Configurations
RaNNC’s runtime configurations can be set in the following two ways:
Config file: RaNNC automatically loads a configuration file at
~/.pyrannc/rannc_conf.toml
. Names of configuration items must be in lowercase. The path to the configuration file can be set by an environment variableRANNC_CONF_DIR
.Environment variables: You can overwrite a configuration by setting environment variables. Names of variables follow
RANNC_<CONF_ITEM_NAME>
in uppercase. For example, you can set mem_margin in the following table with a variableRANNC_MEM_MARGIN
.
Name |
Default |
|
---|---|---|
show_config_items |
false |
Show configurations on startup if set to true. |
mem_limit_gb |
0 |
Set a memory limit per device in GB if a positive number is given. |
mem_margin |
0.1 |
Memory margin for model partitioning. |
save_deployment |
true |
Save deployment of a partitioned model if set to true. |
load_deployment |
false |
Load deployment of a partitioned model if set to true. |
deployment_file |
|
Path of deployment file to save/load. |
partition_num |
0 |
Force the number of partitions for model parallelism if a positive value is set. |
min_pipeline |
1 |
Minimum number of microbatches for pipeline parallelism. |
max_pipeline |
32 |
Maximum number of microbatches for pipeline parallelism. |
opt_param_factor |
2 |
Factor used to estimate memory usage by an optimizer. For example, set this item to 2 for Adam because the optimizer uses two internal data v and s, whose sizes are equivalent to parameter tensors. |
trace_events |
false |
Trace internal events if set to true. When true, the event tracing significantly degrades performance. |
event_trace_file |
|
Path to an event trace file. |
profile_by_acc |
false |
Estimate computation times/memory usages by accumulating the values of finer-grained subgraphs.
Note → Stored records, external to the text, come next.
//! Per-backend admission queue.
//!
//! Bounds concurrent IMAP work, enforces a per-second dispatch ceiling,
//! applies exponential backoff with jitter after failures, honors an
//! externally armed cooldown, and retries failed work a bounded number of
//! times from the head of the queue.
//!
//! The queue is an actor: one driver task owns all state and is fed by an
//! unbounded channel. Work runs in spawned tasks; completions flow back
//! through the same channel, so no lock is ever held across an await.

use std::collections::VecDeque;
use std::future::Future;
use std::pin::Pin;
use std::sync::{Arc, Mutex};

use rand::Rng;
use tokio::sync::{mpsc, oneshot};
use tokio::time::{Duration, Instant, sleep_until};

use crate::error::{Error, Result};

type BoxFuture = Pin<Box<dyn Future<Output = Result<()>> + Send>>;
type JobFn = Box<dyn Fn() -> BoxFuture + Send>;
type RejectFn = Box<dyn FnOnce(Error) + Send>;

/// Tunables for one backend's queue.
#[derive(Debug, Clone)]
pub struct QueueConfig {
    /// Maximum jobs running at once.
    pub max_concurrent: usize,
    /// Maximum job starts in any rolling second.
    pub max_per_second: usize,
    /// First backoff step after a failure.
    pub base_backoff: Duration,
    /// Backoff ceiling.
    pub max_backoff: Duration,
    /// Retries per job before rejecting the caller.
    pub max_retries: u32,
}

impl Default for QueueConfig {
    fn default() -> Self {
        Self {
            max_concurrent: 3,
            max_per_second: 5,
            base_backoff: Duration::from_secs(1),
            max_backoff: Duration::from_secs(30),
            max_retries: 3,
        }
    }
}

/// Snapshot of queue state for observability.
#[derive(Debug, Clone, Default)]
pub struct QueueStats {
    /// Jobs waiting for dispatch.
    pub queue_length: usize,
    /// Jobs currently running.
    pub active: usize,
    /// Concurrency bound.
    pub max_concurrent: usize,
    /// Consecutive failures feeding the backoff.
    pub consecutive_failures: u32,
    /// Milliseconds until the external cooldown lifts, if armed.
    pub rate_limited_for_ms: Option<u64>,
}

struct Pending {
    run: JobFn,
    reject: RejectFn,
    retry_count: u32,
}

enum QueueMsg {
    Enqueue(Pending),
    SetRateLimited(Duration),
    Completed {
        pending: Pending,
        error: Option<Error>,
    },
    Shutdown,
}

/// Handle to one backend's admission queue.
#[derive(Clone)]
pub struct AdmissionQueue {
    tx: mpsc::UnboundedSender<QueueMsg>,
    stats: Arc<Mutex<QueueStats>>,
}

impl AdmissionQueue {
    /// Creates the queue and spawns its driver task.
    #[must_use]
    pub fn new(name: impl Into<String>, config: QueueConfig) -> Self {
        let (tx, rx) = mpsc::unbounded_channel();
        let stats = Arc::new(Mutex::new(QueueStats {
            max_concurrent: config.max_concurrent,
            ..QueueStats::default()
        }));

        let driver = Driver {
            name: name.into(),
            config,
            rx,
            tx: tx.clone(),
            queue: VecDeque::new(),
            active: 0,
            started: VecDeque::new(),
            failures: 0,
            cooldown_until: None,
            backoff_until: None,
            wake_at: None,
            shutting_down: false,
            stats: stats.clone(),
        };
        tokio::spawn(driver.run());

        Self { tx, stats }
    }

    /// Enqueues work and awaits its final outcome.
    ///
    /// `make` is called once per attempt, so the work must be restartable;
    /// retryable failures are retried up to the configured bound, then the
    /// last error is returned. Non-retryable errors (not-found,
    /// not-routable) are returned immediately without tripping the
    /// backoff.
    ///
    /// # Errors
    ///
    /// Returns the work's error, or [`Error::Shutdown`] when the queue is
    /// draining.
    pub async fn enqueue<T, F, Fut>(&self, make: F) -> Result<T>
    where
        T: Send + 'static,
        F: Fn() -> Fut + Send + Sync + 'static,
        Fut: Future<Output = Result<T>> + Send + 'static,
    {
        let (result_tx, result_rx) = oneshot::channel::<Result<T>>();
        let slot = Arc::new(Mutex::new(Some(result_tx)));
        let make = Arc::new(make);

        let run_slot = slot.clone();
        let run: JobFn = Box::new(move || {
            let make = make.clone();
            let slot = run_slot.clone();
            Box::pin(async move {
                match (*make)().await {
                    Ok(value) => {
                        deliver(&slot, Ok(value));
                        Ok(())
                    }
                    Err(e) if !e.is_retryable() => {
                        deliver(&slot, Err(e));
                        Ok(())
                    }
                    Err(e) => Err(e),
                }
            })
        });

        let reject: RejectFn = Box::new(move |e| deliver(&slot, Err(e)));

        self.tx
            .send(QueueMsg::Enqueue(Pending {
                run,
                reject,
                retry_count: 0,
            }))
            .map_err(|_| Error::Shutdown)?;

        result_rx.await.map_err(|_| Error::Shutdown)?
    }

    /// Arms the cooldown: no dispatch until `seconds` from now.
    ///
    /// Called when the HTTP rate limiter emits a 429, propagating
    /// user-facing back-pressure down to IMAP.
    pub fn set_rate_limited(&self, seconds: u64) {
        let _ = self
            .tx
            .send(QueueMsg::SetRateLimited(Duration::from_secs(seconds)));
    }

    /// Drains the queue, rejecting all pending work with `Shutdown`.
    pub fn shutdown(&self) {
        let _ = self.tx.send(QueueMsg::Shutdown);
    }

    /// Current queue statistics.
    #[must_use]
    pub fn stats(&self) -> QueueStats {
        self.stats
            .lock()
            .unwrap_or_else(std::sync::PoisonError::into_inner)
            .clone()
    }
}

fn deliver<T>(slot: &Mutex<Option<oneshot::Sender<Result<T>>>>, result: Result<T>) {
    let sender = slot
        .lock()
        .unwrap_or_else(std::sync::PoisonError::into_inner)
        .take();
    if let Some(sender) = sender {
        let _ = sender.send(result);
    }
}

struct Driver {
    name: String,
    config: QueueConfig,
    rx: mpsc::UnboundedReceiver<QueueMsg>,
    tx: mpsc::UnboundedSender<QueueMsg>,
    queue: VecDeque<Pending>,
    active: usize,
    started: VecDeque<Instant>,
    failures: u32,
    cooldown_until: Option<Instant>,
    backoff_until: Option<Instant>,
    wake_at: Option<Instant>,
    shutting_down: bool,
    stats: Arc<Mutex<QueueStats>>,
}

impl Driver {
    async fn run(mut self) {
        loop {
            tokio::select! {
                msg = self.rx.recv() => {
                    let Some(msg) = msg else { break };
                    self.handle(msg);
                }
                () = maybe_sleep(self.wake_at), if self.wake_at.is_some() => {
                    self.wake_at = None;
                }
            }

            self.drive();
            self.publish_stats();

            if self.shutting_down && self.active == 0 && self.queue.is_empty() {
                break;
            }
        }
    }

    fn handle(&mut self, msg: QueueMsg) {
        match msg {
            QueueMsg::Enqueue(pending) => {
                if self.shutting_down {
                    (pending.reject)(Error::Shutdown);
                } else {
                    self.queue.push_back(pending);
                }
            }
            QueueMsg::SetRateLimited(duration) => {
                tracing::warn!(queue = %self.name, ?duration, "cooldown armed");
                self.cooldown_until = Some(Instant::now() + duration);
            }
            QueueMsg::Completed { pending, error } => {
                self.active -= 1;
                match error {
                    None => self.failures = 0,
                    Some(e) => self.job_failed(pending, e),
                }
                // Safety tick after every completion.
                self.wake_no_later_than(Instant::now() + Duration::from_millis(100));
            }
            QueueMsg::Shutdown => {
                self.shutting_down = true;
                for pending in self.queue.drain(..) {
                    (pending.reject)(Error::Shutdown);
                }
            }
        }
    }

    fn job_failed(&mut self, mut pending: Pending, error: Error) {
        self.failures += 1;

        if let Error::RateLimited(seconds) = error {
            self.cooldown_until = Some(Instant::now() + Duration::from_secs(seconds));
        } else if error.is_rate_limited() {
            // Provider-side throttle without an explicit horizon.
            self.cooldown_until = Some(Instant::now() + Duration::from_secs(30));
        }

        if pending.retry_count < self.config.max_retries && !self.shutting_down {
            pending.retry_count += 1;
            tracing::debug!(
                queue = %self.name,
                retry = pending.retry_count,
                %error,
                "retrying from queue head"
            );
            self.queue.push_front(pending);
        } else {
            tracing::warn!(queue = %self.name, %error, "job rejected after retries");
            (pending.reject)(error);
        }
    }

    /// Dispatches as much queued work as the gates allow.
    fn drive(&mut self) {
        loop {
            if self.shutting_down || self.queue.is_empty() {
                return;
            }
            if self.active >= self.config.max_concurrent {
                return;
            }

            let now = Instant::now();

            if let Some(until) = self.cooldown_until {
                if now < until {
                    let wake = (until + Duration::from_millis(100))
                        .min(now + Duration::from_secs(5));
                    self.wake_no_later_than(wake);
                    return;
                }
                self.cooldown_until = None;
            }

            while let Some(&front) = self.started.front() {
                if now.duration_since(front) > Duration::from_secs(1) {
                    self.started.pop_front();
                } else {
                    break;
                }
            }
            if self.started.len() >= self.config.max_per_second {
                self.wake_no_later_than(now + Duration::from_millis(150));
                return;
            }

            if self.failures > 0 {
                match self.backoff_until {
                    Some(until) if now >= until => {
                        // One successful wait earns one dispatch.
                        self.failures -= 1;
                        self.backoff_until = None;
                    }
                    Some(until) => {
                        self.wake_no_later_than(until);
                        return;
                    }
                    None => {
                        let delay = self.backoff_delay();
                        self.backoff_until = Some(now + delay);
                        self.wake_no_later_than(now + delay);
                        return;
                    }
                }
            }

            let Some(pending) = self.queue.pop_front() else {
                return;
            };
            self.active += 1;
            self.started.push_back(now);

            let tx = self.tx.clone();
            tokio::spawn(async move {
                let error = (pending.run)().await.err();
                let _ = tx.send(QueueMsg::Completed { pending, error });
            });
        }
    }

    /// `min(base * 2^(failures-1), max)` with ±25% jitter.
    fn backoff_delay(&self) -> Duration {
        let exponent = self.failures.saturating_sub(1).min(16);
        let unjittered = self
            .config
            .base_backoff
            .saturating_mul(1 << exponent)
            .min(self.config.max_backoff);
        let jitter = rand::thread_rng().gen_range(0.75..1.25);
        unjittered.mul_f64(jitter)
    }

    fn wake_no_later_than(&mut self, at: Instant) {
        self.wake_at = Some(self.wake_at.map_or(at, |current| current.min(at)));
    }

    fn publish_stats(&self) {
        let mut stats = self
            .stats
            .lock()
            .unwrap_or_else(std::sync::PoisonError::into_inner);
        stats.queue_length = self.queue.len();
        stats.active = self.active;
        stats.consecutive_failures = self.failures;
        stats.rate_limited_for_ms = self.cooldown_until.and_then(|until| {
            let now = Instant::now();
            (until > now).then(|| until.duration_since(now).as_millis().try_into().unwrap_or(u64::MAX))
        });
    }
}

async fn maybe_sleep(at: Option<Instant>) {
    match at {
        Some(at) => sleep_until(at).await,
        None => std::future::pending().await,
    }
}
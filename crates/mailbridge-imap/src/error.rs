//! Error types for the IMAP client.

use std::time::Duration;

use thiserror::Error;

/// Errors that can occur during IMAP operations.
#[derive(Debug, Error)]
pub enum Error {
    /// I/O error during network operations.
    #[error("I/O error: {0}")]
    Io(#[from] std::io::Error),

    /// TLS handshake or encryption error.
    #[error("TLS error: {0}")]
    Tls(#[from] rustls::Error),

    /// Invalid DNS name for TLS.
    #[error("invalid DNS name: {0}")]
    InvalidDnsName(#[from] rustls::pki_types::InvalidDnsNameError),

    /// Authentication failed.
    #[error("authentication failed: {0}")]
    Auth(String),

    /// Server returned NO.
    #[error("server returned NO: {0}")]
    No(String),

    /// Server returned BAD.
    #[error("server returned BAD: {0}")]
    Bad(String),

    /// Server sent BYE and is disconnecting.
    #[error("server sent BYE: {0}")]
    Bye(String),

    /// Operation exceeded its deadline.
    #[error("operation timed out after {0:?}")]
    Timeout(Duration),

    /// Protocol violation or unparseable data.
    #[error("protocol error: {0}")]
    Protocol(String),

    /// Connection was lost.
    #[error("connection lost: {0}")]
    ConnectionLost(String),
}

impl Error {
    /// True if the error is plausibly temporary and worth retrying.
    #[must_use]
    pub const fn is_recoverable(&self) -> bool {
        matches!(
            self,
            Self::Io(_) | Self::Timeout(_) | Self::ConnectionLost(_)
        )
    }

    /// True if the connection is unusable and must be torn down.
    #[must_use]
    pub const fn is_connection_dead(&self) -> bool {
        matches!(
            self,
            Self::Io(_) | Self::Tls(_) | Self::Bye(_) | Self::Timeout(_) | Self::ConnectionLost(_)
        )
    }

    /// True if the server is refusing work because of connection or rate
    /// limits rather than a bad request.
    ///
    /// Gmail phrases this as "Too many simultaneous connections"; Outlook
    /// as "Request is throttled".
    #[must_use]
    pub fn is_rate_limited(&self) -> bool {
        match self {
            Self::No(text) | Self::Bye(text) => {
                let lower = text.to_lowercase();
                lower.contains("too many") || lower.contains("throttl") || lower.contains("rate")
            }
            _ => false,
        }
    }
}

/// Result type alias using our Error type.
pub type Result<T> = std::result::Result<T, Error>;
//! mailbridge - multi-tenant inbox aggregator over IMAP.
//!
//! Headless service runner: loads account configuration from the
//! environment, starts the aggregation core, logs a stats heartbeat, and
//! shuts down gracefully on SIGTERM/SIGINT. The HTTP surface is a
//! separate collaborator that consumes [`mailbridge_core::InboxService`].

#![warn(clippy::all)]
#![warn(clippy::pedantic)]
#![forbid(unsafe_code)]

use std::time::Duration;

use tracing::{error, info};
use tracing_subscriber::{EnvFilter, layer::SubscriberExt, util::SubscriberInitExt};

use mailbridge_core::{CatchAll, InboxService, Settings};

/// How long shutdown may take before the process force-exits.
const SHUTDOWN_DEADLINE: Duration = Duration::from_secs(10);

const STATS_INTERVAL: Duration = Duration::from_secs(60);

fn main() -> std::process::ExitCode {
    tracing_subscriber::registry()
        .with(EnvFilter::try_from_default_env().unwrap_or_else(|_| EnvFilter::new("info")))
        .with(tracing_subscriber::fmt::layer())
        .init();

    let runtime = match tokio::runtime::Builder::new_multi_thread().enable_all().build() {
        Ok(runtime) => runtime,
        Err(e) => {
            error!(error = %e, "failed to build runtime");
            return std::process::ExitCode::FAILURE;
        }
    };

    match runtime.block_on(run()) {
        Ok(()) => std::process::ExitCode::SUCCESS,
        Err(e) => {
            error!(error = %e, "fatal");
            std::process::ExitCode::FAILURE
        }
    }
}

async fn run() -> mailbridge_core::Result<()> {
    let settings = Settings::from_env()?;
    info!(
        accounts = settings.accounts.len(),
        profile = ?settings.profile,
        "starting mailbridge"
    );

    let service = InboxService::start(&settings, catchall_from_env(&settings))?;

    let mut stats_tick = tokio::time::interval(STATS_INTERVAL);
    stats_tick.set_missed_tick_behavior(tokio::time::MissedTickBehavior::Skip);

    loop {
        tokio::select! {
            _ = stats_tick.tick() => {
                if let Ok(snapshot) = serde_json::to_string(&service.stats()) {
                    info!(stats = %snapshot, "heartbeat");
                }
            }
            () = shutdown_signal() => break,
        }
    }

    info!("signal received; draining");
    if tokio::time::timeout(SHUTDOWN_DEADLINE, service.shutdown())
        .await
        .is_err()
    {
        error!("shutdown deadline exceeded; exiting anyway");
    }
    info!("bye");
    Ok(())
}

/// The catch-all mailbox defaults to the first configured account; the
/// domain list comes from `MAILBRIDGE_DOMAINS` (comma separated) when the
/// deployment serves catch-all domains.
fn catchall_from_env(settings: &Settings) -> Option<CatchAll> {
    let raw = std::env::var("MAILBRIDGE_DOMAINS").ok()?;
    let domains: Vec<&str> = raw
        .split(',')
        .map(str::trim)
        .filter(|d| !d.is_empty())
        .collect();
    if domains.is_empty() {
        return None;
    }

    let backend = settings.accounts.first()?.address.clone();
    Some(CatchAll::new(backend, &domains))
}

async fn shutdown_signal() {
    let ctrl_c = tokio::signal::ctrl_c();

    #[cfg(unix)]
    {
        let mut term = tokio::signal::unix::signal(tokio::signal::unix::SignalKind::terminate())
            .expect("failed to install SIGTERM handler");
        tokio::select! {
            _ = ctrl_c => {}
            _ = term.recv() => {}
        }
    }

    #[cfg(not(unix))]
    {
        let _ = ctrl_c.await;
    }
}
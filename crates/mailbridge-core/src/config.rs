//! Environment configuration.
//!
//! Accounts arrive as packed `addr1:pw1:addr2:pw2:...` strings per
//! provider, plus a legacy single-Gmail fallback. The deployment profile
//! selects fetch-window and debounce parameters.

use std::time::Duration;

use crate::error::{Error, Result};
use crate::message::Provider;

/// One configured account before registry construction.
#[derive(Debug, Clone)]
pub struct AccountConfig {
    /// Mailbox address.
    pub address: String,
    /// App password.
    pub password: String,
    /// Account provider (gmail or outlook).
    pub provider: Provider,
}

/// Deployment profile controlling window sizes and debounce.
#[derive(Debug, Clone, Copy, PartialEq, Eq, Default)]
pub enum Profile {
    /// Single-account defaults.
    #[default]
    Standard,
    /// Multi-account fan-out defaults.
    Aggregated,
    /// Minimal-latency profile with a small fetch window.
    UltraFast,
}

impl Profile {
    /// Number of recent messages fetched per backend.
    #[must_use]
    pub const fn fetch_window(self) -> usize {
        match self {
            Self::Standard => 50,
            Self::Aggregated => 100,
            Self::UltraFast => 15,
        }
    }

    /// IDLE event debounce interval.
    #[must_use]
    pub const fn debounce(self) -> Duration {
        match self {
            Self::Standard | Self::Aggregated => Duration::from_secs(3),
            Self::UltraFast => Duration::from_millis(500),
        }
    }

    /// Admission queue concurrency bound per backend.
    #[must_use]
    pub const fn max_concurrent(self) -> usize {
        match self {
            Self::Standard | Self::UltraFast => 3,
            Self::Aggregated => 5,
        }
    }

    /// Admission queue per-second dispatch ceiling per backend.
    #[must_use]
    pub const fn max_per_second(self) -> usize {
        match self {
            Self::Standard | Self::UltraFast => 5,
            Self::Aggregated => 8,
        }
    }

    fn parse(s: &str) -> Result<Self> {
        match s.trim().to_lowercase().as_str() {
            "standard" => Ok(Self::Standard),
            "aggregated" => Ok(Self::Aggregated),
            "ultra-fast" | "ultrafast" => Ok(Self::UltraFast),
            other => Err(Error::Config(format!("unknown profile {other:?}"))),
        }
    }
}

/// Loaded configuration.
#[derive(Debug, Clone)]
pub struct Settings {
    /// Configured accounts.
    pub accounts: Vec<AccountConfig>,
    /// Deployment profile.
    pub profile: Profile,
}

impl Settings {
    /// Loads configuration from the environment.
    ///
    /// Reads `GMAIL_ACCOUNTS`, `OUTLOOK_ACCOUNTS`, the legacy
    /// `EMAIL_USER`/`EMAIL_PASSWORD` pair, and `MAILBRIDGE_PROFILE`.
    /// When no profile is named, multi-account deployments default to
    /// `Aggregated`.
    ///
    /// # Errors
    ///
    /// Returns an error for malformed account strings, an unknown
    /// profile, or an empty account set.
    pub fn from_env() -> Result<Self> {
        let mut accounts = Vec::new();

        if let Ok(raw) = std::env::var("GMAIL_ACCOUNTS") {
            accounts.extend(parse_packed(&raw, Provider::Gmail)?);
        }
        if let Ok(raw) = std::env::var("OUTLOOK_ACCOUNTS") {
            accounts.extend(parse_packed(&raw, Provider::Outlook)?);
        }

        // Legacy single-Gmail form; ignored when the address is already
        // present in the packed variables.
        if let (Ok(user), Ok(password)) =
            (std::env::var("EMAIL_USER"), std::env::var("EMAIL_PASSWORD"))
            && !accounts
                .iter()
                .any(|a| a.address.eq_ignore_ascii_case(&user))
        {
            accounts.push(validated(&user, &password, Provider::Gmail)?);
        }

        if accounts.is_empty() {
            return Err(Error::Config(
                "no accounts configured; set GMAIL_ACCOUNTS, OUTLOOK_ACCOUNTS, \
                 or EMAIL_USER/EMAIL_PASSWORD"
                    .to_string(),
            ));
        }

        let profile = match std::env::var("MAILBRIDGE_PROFILE") {
            Ok(raw) => Profile::parse(&raw)?,
            Err(_) if accounts.len() > 1 => Profile::Aggregated,
            Err(_) => Profile::Standard,
        };

        Ok(Self { accounts, profile })
    }
}

/// Parses one `addr1:pw1:addr2:pw2:...` packed string.
pub fn parse_packed(raw: &str, provider: Provider) -> Result<Vec<AccountConfig>> {
    let fields: Vec<&str> = raw
        .split(':')
        .map(str::trim)
        .filter(|f| !f.is_empty())
        .collect();

    if fields.is_empty() {
        return Ok(Vec::new());
    }
    if fields.len() % 2 != 0 {
        return Err(Error::Config(format!(
            "{provider} accounts: expected address:password pairs, got {} fields",
            fields.len()
        )));
    }

    fields
        .chunks_exact(2)
        .map(|pair| validated(pair[0], pair[1], provider))
        .collect()
}

fn validated(address: &str, password: &str, provider: Provider) -> Result<AccountConfig> {
    if !address.contains('@') {
        return Err(Error::Config(format!(
            "invalid account address {address:?}"
        )));
    }
    if provider.imap_host().is_none() {
        return Err(Error::Config(format!("{provider} is not an account provider")));
    }

    Ok(AccountConfig {
        address: address.to_string(),
        password: password.to_string(),
        provider,
    })
}

#[cfg(test)]
#[allow(clippy::unwrap_used)]
mod tests {
    use super::*;

    #[test]
    fn packed_pairs() {
        let accounts =
            parse_packed("a@gmail.com:pw1:b@gmail.com:pw2", Provider::Gmail).unwrap();
        assert_eq!(accounts.len(), 2);
        assert_eq!(accounts[0].address, "a@gmail.com");
        assert_eq!(accounts[1].password, "pw2");
    }

    #[test]
    fn packed_single() {
        let accounts = parse_packed("a@outlook.com:pw", Provider::Outlook).unwrap();
        assert_eq!(accounts.len(), 1);
        assert_eq!(accounts[0].provider, Provider::Outlook);
    }

    #[test]
    fn odd_field_count_rejected() {
        assert!(parse_packed("a@gmail.com:pw:dangling", Provider::Gmail).is_err());
    }

    #[test]
    fn address_without_at_rejected() {
        assert!(parse_packed("nonsense:pw", Provider::Gmail).is_err());
    }

    #[test]
    fn empty_string_is_no_accounts() {
        assert!(parse_packed("", Provider::Gmail).unwrap().is_empty());
    }

    #[test]
    fn domain_is_not_an_account_provider() {
        assert!(validated("a@b.com", "pw", Provider::Domain).is_err());
    }

    #[test]
    fn profile_parameters() {
        assert_eq!(Profile::Standard.fetch_window(), 50);
        assert_eq!(Profile::Aggregated.fetch_window(), 100);
        assert_eq!(Profile::UltraFast.fetch_window(), 15);
        assert_eq!(Profile::UltraFast.debounce(), Duration::from_millis(500));
        assert_eq!(Profile::Aggregated.max_concurrent(), 5);
    }

    #[test]
    fn profile_names() {
        assert_eq!(Profile::parse("aggregated").unwrap(), Profile::Aggregated);
        assert_eq!(Profile::parse("Ultra-Fast").unwrap(), Profile::UltraFast);
        assert!(Profile::parse("turbo").is_err());
    }
}
//! TLS stream setup.

use std::sync::Arc;

use rustls::pki_types::ServerName;
use tokio::net::TcpStream;
use tokio::time::timeout;
use tokio_rustls::TlsConnector;
use tokio_rustls::client::TlsStream;

use crate::config::Config;
use crate::error::{Error, Result};

/// A TLS-encrypted IMAP stream.
pub type ImapStream = TlsStream<TcpStream>;

/// Connects to the configured server with implicit TLS.
///
/// The TCP connect and TLS handshake together are bounded by
/// `config.connect_timeout`.
///
/// # Errors
///
/// Returns an error on connect failure, handshake failure, or deadline
/// overrun.
pub async fn connect_tls(config: &Config) -> Result<ImapStream> {
    let addr = format!("{}:{}", config.host, config.port);
    let server_name = ServerName::try_from(config.host.clone())?;
    let connector = tls_connector();

    timeout(config.connect_timeout, async {
        let tcp = TcpStream::connect(&addr).await?;
        tcp.set_nodelay(true)?;
        let tls = connector.connect(server_name, tcp).await?;
        Ok(tls)
    })
    .await
    .map_err(|_| Error::Timeout(config.connect_timeout))?
}

/// A TLS connector over the webpki root store.
fn tls_connector() -> TlsConnector {
    let root_store = rustls::RootCertStore {
        roots: webpki_roots::TLS_SERVER_ROOTS.to_vec(),
    };

    let tls_config = rustls::ClientConfig::builder()
        .with_root_certificates(root_store)
        .with_no_client_auth();

    TlsConnector::from(Arc::new(tls_config))
}
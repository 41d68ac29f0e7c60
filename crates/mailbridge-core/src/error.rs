//! Error taxonomy for the aggregation core.
//!
//! Retry and degradation logic pattern-matches these variants instead of
//! inspecting message strings: transient failures are absorbed by the
//! admission queue, rate limits arm cooldowns, and not-found /
//! not-routable surface directly to the collaborator.

use thiserror::Error;

/// Errors that can occur in core operations.
#[derive(Debug, Error)]
pub enum Error {
    /// IMAP operation failed.
    #[error("IMAP error: {0}")]
    Imap(#[from] mailbridge_imap::Error),

    /// Message parsing failed.
    #[error("MIME error: {0}")]
    Mime(#[from] mailbridge_mime::Error),

    /// Configuration could not be loaded.
    #[error("configuration error: {0}")]
    Config(String),

    /// The address does not route to any known backend.
    #[error("address not routable: {0}")]
    NotRoutable(String),

    /// Message or attachment does not exist.
    #[error("not found")]
    NotFound,

    /// A rate limit is in force for the given number of seconds.
    #[error("rate limited for {0}s")]
    RateLimited(u64),

    /// The service is shutting down.
    #[error("shutting down")]
    Shutdown,

    /// A temporary failure worth retrying.
    #[error("transient failure: {0}")]
    Transient(String),
}

impl Error {
    /// True when the admission queue should retry the work.
    #[must_use]
    pub fn is_retryable(&self) -> bool {
        match self {
            Self::Imap(e) => e.is_recoverable() || e.is_rate_limited(),
            Self::Transient(_) | Self::RateLimited(_) => true,
            _ => false,
        }
    }

    /// True when the failure indicates provider-side throttling.
    #[must_use]
    pub fn is_rate_limited(&self) -> bool {
        match self {
            Self::Imap(e) => e.is_rate_limited(),
            Self::RateLimited(_) => true,
            _ => false,
        }
    }
}

/// Result type alias using our Error type.
pub type Result<T> = std::result::Result<T, Error>;

#[cfg(test)]
mod tests {
    use super::*;

    #[test]
    fn retry_classes() {
        assert!(Error::Transient("reset".into()).is_retryable());
        assert!(Error::RateLimited(5).is_retryable());
        assert!(!Error::NotFound.is_retryable());
        assert!(!Error::Shutdown.is_retryable());
        assert!(!Error::NotRoutable("x@y".into()).is_retryable());
    }

    #[test]
    fn imap_rate_limit_propagates() {
        let inner = mailbridge_imap::Error::No("Too many simultaneous connections".into());
        let err = Error::from(inner);
        assert!(err.is_rate_limited());
        assert!(err.is_retryable());
    }
}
This drastically reduces the time for patitioning while the accuracy of the estimation declines. |
sync_allreduce |
false |
Synchronize allreduce across all stages in pipeline parallelism. |
partitioning_dry_run_np |
0 |
Performs dry run to determine model partitioning if a positive number is given. |
The following is an example of the configuration file (~/.pyrannc/rannc_conf.toml
).
opt_param_factor=2
mem_margin=0.1
min_pipeline=1
max_pipeline=32
save_deployment=true
load_deployment=false
trace_events=false